* **Input**
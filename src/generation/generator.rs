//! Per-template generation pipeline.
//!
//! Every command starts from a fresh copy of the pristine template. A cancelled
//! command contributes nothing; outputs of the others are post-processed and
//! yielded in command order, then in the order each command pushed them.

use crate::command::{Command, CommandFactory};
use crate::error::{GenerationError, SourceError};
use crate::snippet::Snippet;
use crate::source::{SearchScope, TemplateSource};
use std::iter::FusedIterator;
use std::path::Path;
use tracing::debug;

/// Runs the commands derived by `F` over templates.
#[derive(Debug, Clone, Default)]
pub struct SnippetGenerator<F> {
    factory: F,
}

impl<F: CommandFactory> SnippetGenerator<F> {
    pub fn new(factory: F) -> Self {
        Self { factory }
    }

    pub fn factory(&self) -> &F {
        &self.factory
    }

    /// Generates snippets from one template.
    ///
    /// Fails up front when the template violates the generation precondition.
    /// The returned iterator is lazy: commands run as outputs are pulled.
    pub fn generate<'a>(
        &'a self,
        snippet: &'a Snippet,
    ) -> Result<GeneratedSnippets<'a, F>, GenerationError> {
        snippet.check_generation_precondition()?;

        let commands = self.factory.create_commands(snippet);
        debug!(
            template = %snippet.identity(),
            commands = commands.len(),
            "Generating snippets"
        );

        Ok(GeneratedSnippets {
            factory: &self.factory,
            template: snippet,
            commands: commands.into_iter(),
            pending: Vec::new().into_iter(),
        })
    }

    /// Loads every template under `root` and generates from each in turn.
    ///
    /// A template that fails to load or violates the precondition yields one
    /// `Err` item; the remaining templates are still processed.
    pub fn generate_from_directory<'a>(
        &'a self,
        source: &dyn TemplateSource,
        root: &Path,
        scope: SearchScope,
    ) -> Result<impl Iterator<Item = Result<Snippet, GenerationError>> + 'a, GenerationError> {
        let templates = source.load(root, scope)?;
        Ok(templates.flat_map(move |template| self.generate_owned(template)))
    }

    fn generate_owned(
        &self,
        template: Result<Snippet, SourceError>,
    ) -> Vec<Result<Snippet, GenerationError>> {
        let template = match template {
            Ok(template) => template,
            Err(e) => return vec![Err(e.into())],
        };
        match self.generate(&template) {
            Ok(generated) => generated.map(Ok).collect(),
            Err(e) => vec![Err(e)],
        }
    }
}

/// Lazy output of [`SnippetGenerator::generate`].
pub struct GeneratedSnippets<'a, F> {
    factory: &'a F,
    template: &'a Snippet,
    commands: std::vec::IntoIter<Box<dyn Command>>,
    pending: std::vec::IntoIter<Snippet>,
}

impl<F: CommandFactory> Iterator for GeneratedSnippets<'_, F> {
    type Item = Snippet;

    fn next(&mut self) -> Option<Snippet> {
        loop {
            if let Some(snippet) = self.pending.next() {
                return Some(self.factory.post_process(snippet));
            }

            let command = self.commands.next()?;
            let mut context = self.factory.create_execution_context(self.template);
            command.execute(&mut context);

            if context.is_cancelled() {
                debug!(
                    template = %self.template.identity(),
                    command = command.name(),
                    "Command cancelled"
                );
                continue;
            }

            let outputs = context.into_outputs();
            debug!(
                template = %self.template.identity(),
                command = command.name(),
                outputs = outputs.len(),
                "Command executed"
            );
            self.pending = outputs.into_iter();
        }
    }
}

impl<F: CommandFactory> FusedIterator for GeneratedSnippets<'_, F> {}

==

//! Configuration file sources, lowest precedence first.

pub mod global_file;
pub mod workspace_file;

* **What you will do**
Reproduce, character for character, only the lines of the preceding data that start at the line with "type Item = Snippet;" and end at the line with "impl<F: CommandFactory> FusedIterator", both included.

* **Response to the exercise**
    type Item = Snippet;

    fn next(&mut self) -> Option<Snippet> {
        loop {
            if let Some(snippet) = self.pending.next() {
                return Some(self.factory.post_process(snippet));
            }

            let command = self.commands.next()?;
            let mut context = self.factory.create_execution_context(self.template);
            command.execute(&mut context);

            if context.is_cancelled() {
                debug!(
                    template = %self.template.identity(),
                    command = command.name(),
                    "Command cancelled"
                );
                continue;
            }

            let outputs = context.into_outputs();
            debug!(
                template = %self.template.identity(),
                command = command.name(),
                outputs = outputs.len(),
                "Command executed"
            );
            self.pending = outputs.into_iter();
        }
    }
}

impl<F: CommandFactory> FusedIterator for GeneratedSnippets<'_, F> {}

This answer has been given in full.